Date Last Modified: 03 Apr 2009
Solution ID:   1-15KWU
Product:   MATLAB
Reported in Release:  
Fixed in Release:  
Platform:   All Platforms
Operating System:   All OS
 

Subject:

Can I save a plot or figure to an M-File so that it can be loaded back into MATLAB?

Problem Description:

Is it possible to save a plot or figure to an M-File so that it can be reloaded into MATLAB to allow further work to be done on the plot?

Solution:

The recommended method of saving a plot to update in the future is to create an M-file that contains all of the commands that were used to create this plot. This is the only foolproof method for saving a figure that is to be brought back into MATLAB. M-files can also be passed between platforms since they are ascii-text files.
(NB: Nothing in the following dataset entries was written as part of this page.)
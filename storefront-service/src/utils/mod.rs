pub mod password;
pub mod token;
pub mod validation;

pub use password::{hash_password, verify_password, Password, PasswordHashString};
pub use validation::ValidatedJson;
However, a "print" command device driver option was added to MATLAB version 4.2 that allows you to save and reload a figure. The command

print -dmfile [filename]

creates two files, filename.m and filename.mat. The M-file contains the necessary object creation and set commands to reproduce the figure. The generated MAT-file also contains the figure data. Handle values are not maintained. Also, when printing figures with multiple axes, especially on the PC, the resulting M-file may not be identical with the original.

If you are using a version of MATLAB earlier than 4.2c, there is a command in MATLAB called HARDCOPY. HARDCOPY is used by PRINT to create a postscript file. An undocumented feature of HARDCOPY is that it can also produce an M-file based on the current Figure. For example:


plot(1:10)
hardcopy(gcf,'filename','-dm')
clf
filename


This will generate the plot(1:10) again.

Also, this is useful if you want to suppress the graphical output during an M-file; however, you still want the generate plots of the data so that you can display them later. Here is an example:


% Create an M-file and add the following:
rootname = 'tstplt'; % Root file name
for i = 1:10 % Create 10 plots/files
plot(sin(0:pi/10:i*pi));
hardcopy(gcf,[rootname,int2str(1)],'-dm')
drawnow discard
clf
end


This will create 10 files named tstplt1.m through tstplt10.m. To display the plots again, simply run the appropriate file.